Step by step solution

01

Calculate the volume of the tourist

First, we will calculate the volume of the tourist. We can use the formula: $$ \text{Volume} = \frac{\text{Mass}}{\text{Density}} $$ $$ V = \frac{60.0 \thinspace kg}{945 \thinspace kg/m^3} = 0.06349 \thinspace m^3 $$

02

Calculate the buoyant force

Next, we need to calculate the buoyant force on the tourist. According to Archimedes' principle, the buoyant force is equal to the weight of the liquid displaced by the body.
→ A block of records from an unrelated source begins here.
//! The pixel grid being packed, and the color closeness used to test it.

use {
  crate::{
    error::{Error, Result},
    geometry::{Circle, ColorRecord, Point, Size}
  },
  anyhow::Context,
  image::{Rgb, RgbImage},
  std::{
    fmt::{Debug, Formatter},
    path::Path
  }
};


pub type Pixel = Rgb<u8>;

/// Marks claimed pixels. It is a marker, never image data: any pixel equal to it is
/// treated as consumed.
pub const SENTINEL: Pixel = Rgb([218, 235, 111]);
/// Returned for coordinates outside of the image.
pub const NEUTRAL: Pixel = Rgb([255, 255, 255]);

/// Distance between two colors, on a `0..=255` scale.
#[derive(Debug, Copy, Clone, PartialEq, Eq, Default)]
pub enum ColorMetric {
  /// `(|Δr| + |Δg| + |Δb|) / 3`, truncated.
  #[default]
  MeanAbsolute,
  /// Low cost perceptual approximation, weighting the channels by the mean red level.
  Redmean,
}

impl ColorMetric {
  pub fn distance(self, a: Pixel, b: Pixel) -> u32 {
    let [r1, g1, b1] = a.0.map(i32::from);
    let [r2, g2, b2] = b.0.map(i32::from);
    let (dr, dg, db) = (r1 - r2, g1 - g2, b1 - b2);
    match self {
      ColorMetric::MeanAbsolute =>
        ((dr.abs() + dg.abs() + db.abs()) / 3) as u32,
      ColorMetric::Redmean => {
        let red_mean = (r1 + r2) as f64 / 2.0;
        let (dr, dg, db) = (dr as f64, dg as f64, db as f64);
        let d = ((2.0 + red_mean / 256.0) * dr * dr
          + 4.0 * dg * dg
          + (2.0 + (255.0 - red_mean) / 256.0) * db * db)
          .sqrt();
        (d / 3.0) as u32
      }
    }
  }
}

/// Rectangular grid of RGB pixels, with claimed regions painted over in [`SENTINEL`].
#[derive(Clone, PartialEq)]
pub struct PixelGrid {
  image: RgbImage
}

impl PixelGrid {
  /// Decode an image file. Alpha and other color types are converted to RGB8.
  ///
  /// Pixels which already hold [`SENTINEL`] are treated as claimed, this is only warned about.
  pub fn open(path: impl AsRef<Path>) -> Result<Self> {
    let path = path.as_ref();
    let image = image::open(path)
      .map_err(|source| Error::Open { path: path.to_owned(), source })?;
    let grid = Self { image: image.to_rgb8() };
    match grid.claimed_pixels() {
      0 => (),
      n => log::warn!("{:?}: {} pixels already have the claim marker color, they will be skipped", path, n)
    }
    Ok(grid)
  }

  pub fn from_fn(width: u32, height: u32, f: impl FnMut(u32, u32) -> Pixel) -> Self {
    Self { image: RgbImage::from_fn(width, height, f) }
  }

  pub fn solid(width: u32, height: u32, color: Pixel) -> Self {
    Self { image: RgbImage::from_pixel(width, height, color) }
  }

  pub fn width(&self) -> u32 {
    self.image.width()
  }

  pub fn height(&self) -> u32 {
    self.image.height()
  }

  pub fn size(&self) -> Size {
    self.image.dimensions().into()
  }

  pub fn contains(&self, point: Point) -> bool {
    point.x < self.width() && point.y < self.height()
  }

  /// Never fails: off-image coordinates read as [`NEUTRAL`].
  pub fn get(&self, point: Point) -> Pixel {
    if self.contains(point) {
      *self.image.get_pixel(point.x, point.y)
    } else {
      NEUTRAL
    }
  }

  pub fn put(&mut self, point: Point, color: Pixel) {
    if self.contains(point) {
      self.image.put_pixel(point.x, point.y, color);
    }
  }

  pub fn is_claimed(&self, point: Point) -> bool {
    self.get(point) == SENTINEL
  }

  /// Paint the disk of `circle` with [`SENTINEL`]. Returns the number of newly claimed pixels.
  pub fn claim(&mut self, circle: &Circle) -> u64 {
    let size = self.size();
    circle.pixels(size).fold(0, |claimed, point| {
      let pixel = self.image.get_pixel_mut(point.x, point.y);
      if *pixel == SENTINEL {
        claimed
      } else {
        *pixel = SENTINEL;
        claimed + 1
      }
    })
  }

  pub fn claimed_pixels(&self) -> u64 {
    self.image.pixels()
      .filter(|&&pixel| pixel == SENTINEL)
      .count() as u64
  }

  /// Pair circles with the current color of their centers.
  pub fn colors_of(&self, circles: impl IntoIterator<Item = Circle>) -> Vec<ColorRecord> {
    circles.into_iter()
      .map(|circle| ColorRecord { circle, color: self.get(circle.center) })
      .collect()
  }

  /// Encode to `path`, the format is picked by its extension.
  pub fn save(&self, path: impl AsRef<Path>) -> Result<()> {
    let path = path.as_ref();
    self.image.save(path)
      .with_context(|| format!("cannot save pixel grid to {:?}", path))
  }
}

impl Debug for PixelGrid {
  fn fmt(&self, f: &mut Formatter<'_>) -> std::fmt::Result {
    use humansize::{FileSize, file_size_opts as options};

    f.debug_struct("PixelGrid")
      .field("width", &self.width())
      .field("height", &self.height())
      .field("claimed", &self.claimed_pixels())
      .field("size", &self.image.as_raw().len().file_size(options::BINARY).unwrap_or_default())
      .finish()
  }
}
The formula for the buoyant force is: $$ F_b = \rho_{\text{fluid}} \times V \times g $$ Where \(\rho_{\text{fluid}}\) is the density of saltwater, \(V\) is the volume of the tourist, and \(g\) is the acceleration due to gravity (\(9.81 \thinspace m/s^2\)). $$ F_b = 1020 \thinspace kg/m^3 \times 0.06349 \thinspace m^3 \times 9.81 \thinspace m/s^2 = 637.7 \thinspace N $$

03

Calculate the weight of the tourist

Now, we will calculate the weight of the tourist using the formula: $$ W = m \times g $$ Where \(m\) is the mass of the tourist and \(g\) is the acceleration due to gravity. $$ W = 60.0 \thinspace kg \times 9.81 \thinspace m/s^2 = 588.6 \thinspace N $$

04

Determine the tension on the chain

Finally, we will determine the tension on the chain by finding the difference between the buoyant force and the weight of the tourist: $$ T = F_b - W $$ $$ T = 637.7 \thinspace N - 588.6 \thinspace N = 49.1 \thinspace N $$ The tension on the chain is 49.1 N. b) Determine the mass with equivalent weight:

05

Calculate the mass with equivalent weight

To find the mass with a weight equivalent to the tension force, we can use the formula: $$ m = \frac{W}{g} $$ Where \(W\) is the tension force (49.1 N) and \(g\) is the acceleration due to gravity (9.81 m/s^2). $$ m = \frac{49.1 \thinspace N}{9.81 \thinspace m/s^2} = 5.01 \thinspace kg $$ The mass with an equivalent weight to the tension force is 5.01 kg. c) Calculate the upward acceleration:

06

Calculate the net upward force

The net upward force on the tourist when the chain is released is equal to the buoyant force: $$ F_{\text{net}} = F_b = 637.7 \thinspace N $$

07

Calculate the upward acceleration

To calculate the upward acceleration, we will use Newton's second law of motion: $$ F = m \times a $$ Solving for acceleration, we have: $$ a = \frac{F}{m} $$ We will use the net upward force (637.7 N) and the mass of the tourist (60 kg) in this formula. $$ a = \frac{637.7 \thinspace N}{60 \thinspace kg} = 10.63 \thinspace m/s^2 $$ The upward acceleration of the tourist when he releases the chain is 10.63 m/s².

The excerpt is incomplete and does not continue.